(TASK INPUT)

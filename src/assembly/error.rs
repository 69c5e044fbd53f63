//! Validation error for the assembly pipeline

use thiserror::Error;

/// One reason a build or enrichment call was rejected
#[derive(Debug, Clone, PartialEq, Eq)]
pub enum ValidationIssue {
    /// A required field is absent or empty
    Missing(&'static str),
    /// The declared source tag is not one of the known tags
    UnknownSource(String),
    /// Enrichment was requested before any structural build
    NotBuilt,
}

impl ValidationIssue {
    /// Name of the offending input field
    pub fn field(&self) -> &'static str {
        match self {
            Self::Missing(field) => *field,
            Self::UnknownSource(_) => "source",
            Self::NotBuilt => "record",
        }
    }
}

impl std::fmt::Display for ValidationIssue {
    fn fmt(&self, f: &mut std::fmt::Formatter<'_>) -> std::fmt::Result {
        match self {
            Self::Missing(field) => write!(f, "missing required field '{}'", field),
            Self::UnknownSource(tag) => write!(f, "unknown source type '{}'", tag),
            Self::NotBuilt => write!(f, "no base record has been built"),
        }
    }
}

/// All the reasons an input was rejected, in input-field order.
#[derive(Debug, Clone, PartialEq, Eq, Error)]
#[error("validation failed: {}", render_issues(.issues))]
pub struct ValidationError {
    issues: Vec<ValidationIssue>,
}

impl ValidationError {
    pub fn new(issues: Vec<ValidationIssue>) -> Self {
        Self { issues }
    }

    pub fn not_built() -> Self {
        Self::new(vec![ValidationIssue::NotBuilt])
    }

    pub fn issues(&self) -> &[ValidationIssue] {
        &self.issues
    }

    /// Offending field names, in order
    pub fn fields(&self) -> Vec<&'static str> {
        self.issues.iter().map(ValidationIssue::field).collect()
    }
}

fn render_issues(issues: &[ValidationIssue]) -> String {
    issues
        .iter()
        .map(ToString::to_string)
        .collect::<Vec<_>>()
        .join("; ")
}

/// Result type for assembly operations
pub type AssemblyResult<T> = Result<T, ValidationError>;
//! Assembler configuration, loadable from YAML

use serde::{Deserialize, Serialize};
use std::path::Path;
use thiserror::Error;

/// Default cap on recipients listed on a single-message event
pub const DEFAULT_RECIPIENT_CAP: usize = 10;

/// Vendor recorded on analysis entries when the input names none
pub const DEFAULT_VENDOR: &str = "llm";

#[derive(Debug, Error)]
pub enum ConfigError {
    #[error("failed to read config {path}: {source}")]
    Io {
        path: String,
        #[source]
        source: std::io::Error,
    },

    #[error("invalid config: {0}")]
    Yaml(#[from] serde_yaml::Error),
}

/// Knobs for record assembly. Missing keys take their defaults.
#[derive(Debug, Clone, PartialEq, Eq, Serialize, Deserialize)]
#[serde(default)]
pub struct AssemblerConfig {
    /// Maximum recipients on a single-message event
    pub recipient_cap: usize,
    /// Product name stamped on analysis entries
    pub product: String,
    /// Vendor used when the enrichment input has no `source`
    pub default_vendor: String,
    /// Content type of event bodies
    pub body_content_type: String,
}

impl Default for AssemblerConfig {
    fn default() -> Self {
        Self {
            recipient_cap: DEFAULT_RECIPIENT_CAP,
            product: env!("CARGO_PKG_NAME").to_string(),
            default_vendor: DEFAULT_VENDOR.to_string(),
            body_content_type: "text/plain".to_string(),
        }
    }
}

impl AssemblerConfig {
    pub fn from_yaml_str(yaml: &str) -> Result<Self, ConfigError> {
        // An empty document deserializes as unit, not as a map
        if yaml.trim().is_empty() {
            return Ok(Self::default());
        }
        Ok(serde_yaml::from_str(yaml)?)
    }

    pub fn load(path: &Path) -> Result<Self, ConfigError> {
        let text = std::fs::read_to_string(path).map_err(|source| ConfigError::Io {
            path: path.display().to_string(),
            source,
        })?;
        let config = Self::from_yaml_str(&text)?;
        tracing::debug!(path = %path.display(), ?config, "loaded assembler config");
        Ok(config)
    }

    pub fn with_recipient_cap(mut self, cap: usize) -> Self {
        self.recipient_cap = cap;
        self
    }
}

(End TASK INPUT)

▸ PROBLEM DESCRIPTION: Write out every line from the entries where "required" appears.

▸ YOUR RESPONSE:
    /// A required field is absent or empty
            Self::Missing(field) => write!(f, "missing required field '{}'", field),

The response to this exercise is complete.